Are print books dying, or already dead?
This month, January, 2012, has been an eye-opener. I came to the electronic book reader business very late. I have an affinity for print books. For sixty years I’ve been in a very close relationship with them. As a youngster I lived at the local library, usually hauling the maximum limit home each week, and actually reading them.
Summer vacations were looked forward to as an opportunity to read even more books, I didn’t have school interfering with my reading time. I would argue that I learned far more on my own than I ever did in the organized school system, but that is another topic for another time.
Books were my education. We’ve had this long-term relationship that is so intertwined. My spouse accuses me of being a “pack rat,” and maybe, just maybe, to some degree I am. I don’t like to part with things. However, the writing is on the wall, and it certainly is in large print: PRINT BOOKS ARE DYING. They’re not just dying, they’re dying at an epidemic rate. I hate to see this happen, and I fear for all of my bookstore friends; it’s their livelihood.
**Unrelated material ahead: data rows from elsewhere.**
//! Explicit language context shared by the resolver and the renderer.

use crate::language::{Language, LanguageOption, LanguagePair};
use crate::session::{MemorySessionStore, SessionStore};
use parking_lot::RwLock;
use std::sync::Arc;
use tracing::{debug, warn};

/// Current language plus its session persistence.
///
/// `current` and `set_current` are the only accessors of the mutable state.
pub struct LanguageContext {
    pair: LanguagePair,
    current: RwLock<Language>,
    store: Arc<dyn SessionStore>,
    storage_key: String,
}

impl std::fmt::Debug for LanguageContext {
    fn fmt(&self, f: &mut std::fmt::Formatter<'_>) -> std::fmt::Result {
        f.debug_struct("LanguageContext")
            .field("pair", &self.pair)
            .field("current", &*self.current.read())
            .field("storage_key", &self.storage_key)
            .finish_non_exhaustive()
    }
}

impl LanguageContext {
    /// Creates a context, restoring the language stored under `storage_key`.
    ///
    /// A missing, unreadable or unknown stored tag falls back to primary.
    pub fn new(
        pair: LanguagePair,
        store: Arc<dyn SessionStore>,
        storage_key: impl Into<String>,
    ) -> Self {
        let storage_key = storage_key.into();
        let current = match store.get(&storage_key) {
            Ok(Some(tag)) => pair.parse(&tag).unwrap_or_else(|e| {
                warn!(error = %e, "ignoring stored language");
                Language::Primary
            }),
            Ok(None) => Language::Primary,
            Err(e) => {
                warn!(error = %e, "could not read session store");
                Language::Primary
            }
        };
        debug!(language = pair.code(current), "language context restored");

        Self {
            pair,
            current: RwLock::new(current),
            store,
            storage_key,
        }
    }

    /// Context with the default pair and a fresh in-memory session.
    #[must_use]
    pub fn in_memory(pair: LanguagePair) -> Self {
        Self::new(
            pair,
            Arc::new(MemorySessionStore::new()),
            "portfolio-language",
        )
    }

    /// Current language.
    #[must_use]
    pub fn current(&self) -> Language {
        *self.current.read()
    }

    /// Sets and persists the current language. A failed write is logged and
    /// the in-memory value still changes.
    pub fn set_current(&self, language: Language) {
        *self.current.write() = language;
        let tag = self.pair.code(language);
        if let Err(e) = self.store.set(&self.storage_key, tag) {
            warn!(error = %e, language = tag, "could not persist language");
        }
    }

    /// The configured pair.
    #[must_use]
    pub const fn pair(&self) -> &LanguagePair {
        &self.pair
    }

    /// Tag of the current language.
    #[must_use]
    pub fn current_code(&self) -> &str {
        self.pair.code(self.current())
    }

    /// Option of the current language.
    #[must_use]
    pub fn current_option(&self) -> &LanguageOption {
        self.pair.option(self.current())
    }

    /// Session key the language is stored under.
    #[must_use]
    pub fn storage_key(&self) -> &str {
        &self.storage_key
    }

    /// Raw stored value, for diagnostics.
    #[must_use]
    pub fn stored_value(&self) -> Option<String> {
        self.store.get(&self.storage_key).ok().flatten()
    }
}

#[cfg(test)]
mod tests {
    use super::*;
    use crate::error::{I18nError, I18nResult};

    struct BrokenStore;

    impl SessionStore for BrokenStore {
        fn get(&self, _key: &str) -> I18nResult<Option<String>> {
            Err(I18nError::Io(std::io::Error::other("denied")))
        }

        fn set(&self, _key: &str, _value: &str) -> I18nResult<()> {
            Err(I18nError::Io(std::io::Error::other("denied")))
        }

        fn clear(&self) -> I18nResult<()> {
            Ok(())
        }
    }

    #[test]
    fn test_restores_stored_language() {
        let store = Arc::new(MemorySessionStore::new());
        store.set("lang", "en").unwrap();

        let context = LanguageContext::new(LanguagePair::default(), store, "lang");
        assert_eq!(context.current(), Language::Secondary);
        assert_eq!(context.current_code(), "en");
    }

    #[test]
    fn test_unknown_stored_tag_defaults_to_primary() {
        let store = Arc::new(MemorySessionStore::new());
        store.set("lang", "klingon").unwrap();

        let context = LanguageContext::new(LanguagePair::default(), store, "lang");
        assert_eq!(context.current(), Language::Primary);
    }

    #[test]
    fn test_set_current_persists() {
        let store = Arc::new(MemorySessionStore::new());
        let context = LanguageContext::new(LanguagePair::default(), store.clone(), "lang");

        context.set_current(Language::Secondary);
        assert_eq!(store.get("lang").unwrap().as_deref(), Some("en"));
        assert_eq!(context.stored_value().as_deref(), Some("en"));
    }

    #[test]
    fn test_broken_store_degrades() {
        let context = LanguageContext::new(LanguagePair::default(), Arc::new(BrokenStore), "lang");
        assert_eq!(context.current(), Language::Primary);

        context.set_current(Language::Secondary);
        assert_eq!(context.current(), Language::Secondary);
        assert_eq!(context.stored_value(), None);
    }
}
This situation is similar to what happened to people that used to make wagon wheels at the start of the 20th century. Wooden wagon wheels were on practically every vehicle in existence, which was primarily the horse drawn carriage. Along came the automobile. Initially, the automobile used wooden wheels as well, but that business quickly faded as the steel wheel replaced it. Overnight the wooden wheel practically disappeared. If those making wooden wheels didn’t switch technology quickly and get into the steel wheel business, they were out of work.
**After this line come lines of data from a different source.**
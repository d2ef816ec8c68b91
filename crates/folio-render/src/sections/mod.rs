//! Page sections. Each one is a pure builder from content to patches.

mod contact;
mod navigation;
mod profile;
mod projects;
mod skills;

pub use contact::ContactSection;
pub use navigation::{language_toggle_patches, NavigationSection};
pub use profile::ProfileSection;
pub use projects::{ProjectsSection, CARD_SELECTOR};
pub use skills::SkillsSection;

use crate::models::{LocalizedItem, Project};
use crate::traits::SectionRenderer;
use folio_i18n::{Translate, TranslateExt};
use serde_json::Value;

/// Every section in render order.
#[must_use]
pub fn standard_sections() -> Vec<Box<dyn SectionRenderer>> {
    vec![
        Box::new(NavigationSection),
        Box::new(ProfileSection),
        Box::new(SkillsSection),
        Box::new(ProjectsSection),
        Box::new(ContactSection),
    ]
}

/// Translates an optional text. A missing fallback still picks up a
/// dictionary entry in the secondary language.
pub(crate) fn localized(
    translator: &dyn Translate,
    key_path: &str,
    fallback: Option<&str>,
) -> Option<String> {
    let original = fallback.map_or(Value::Null, |text| Value::String(text.to_string()));
    match translator.translate(key_path, original) {
        Value::String(text) => Some(text),
        Value::Null | Value::Object(_) | Value::Array(_) => fallback.map(str::to_string),
        other => Some(other.to_string()),
    }
}

/// Text of a project field, translated under `projects.items.<id>` when the
/// project has an id.
pub(crate) fn project_field(
    translator: &dyn Translate,
    project: &Project,
    field: &str,
    value: Option<&str>,
) -> Option<String> {
    match project.id.as_deref() {
        Some(id) => localized(translator, &format!("projects.items.{id}.{field}"), value),
        None => value.map(str::to_string),
    }
}

/// Text of a feature, achievement or skill entry of list `list`.
pub(crate) fn item_text(translator: &dyn Translate, list: &str, item: &LocalizedItem) -> String {
    match item.key() {
        Some(key) => translator.translate_text(&format!("projects.{list}.{key}"), item.text()),
        None => item.text().to_string(),
    }
}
I’m afraid that is the situation today. I believe that the electronic reader is here to stay and that the print book will no longer be with us in significant numbers. It will no doubt be around as a novelty, such as in brightly colored children’s books, coloring books and coffee-table books, but the mainstream book will be the e-book.
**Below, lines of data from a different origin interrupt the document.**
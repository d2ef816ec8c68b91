//! Integration tests for folio-config crate.

use folio_config::{Config, ConfigLoader, ConfigValidator};
use std::path::Path;

#[test]
fn test_default_config_validation() {
    let mut config = Config::default();
    assert!(ConfigValidator::validate(&config).is_ok());

    config.language.primary.code = String::new();
    assert!(ConfigValidator::validate(&config).is_err());
}

#[test]
fn test_yaml_document_map_replaces_defaults() {
    let yaml = r#"
sources:
  base: "https://an.dev"
  documents:
    profile: "api/me.json"
    projects: "api/work.json"
language:
  session_file: "/tmp/folio-session.json"
logging:
  level: "folio_render=debug"
"#;
    let config = ConfigLoader::parse(Path::new("site.yaml"), yaml).unwrap();

    assert_eq!(config.sources.documents.len(), 2);
    assert_eq!(config.sources.documents["profile"], "api/me.json");
    assert_eq!(config.sources.translations, "data/translations.json");
    assert!(config.language.session_file.is_some());
    assert_eq!(config.logging.to_logging_config().level, "folio_render=debug");
    assert!(ConfigValidator::validate(&config).is_ok());
}

#[test]
fn test_load_explicit_toml_file() {
    let dir = tempfile::tempdir().unwrap();
    let path = dir.path().join("folio.toml");
    std::fs::write(
        &path,
        "[render]\noutput = \"public/index.html\"\n\n[render.animation]\ninitial_delay_ms = 0\n",
    )
    .unwrap();

    let config = ConfigLoader::load(Some(path.as_path())).unwrap();
    assert_eq!(config.render.output, Path::new("public/index.html"));
    assert_eq!(config.render.animation.initial_delay_ms, 0);
    assert_eq!(config.render.animation.stagger_ms, 150);
}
What inspired these thoughts? I just checked my sales for the first five days of this month and Kindle copies of my book, THREE HUNDRED ZEROES are selling at a rate of 38:1 over the print version. I was amazed a few months ago when it was selling at a rate of 6:1 and now that ratio has increased to over six times as many!!!
If you’re an author and you haven’t gotten your book into electronic medium, then I would warn that you don’t know what you’re missing, and your readers are missing your book.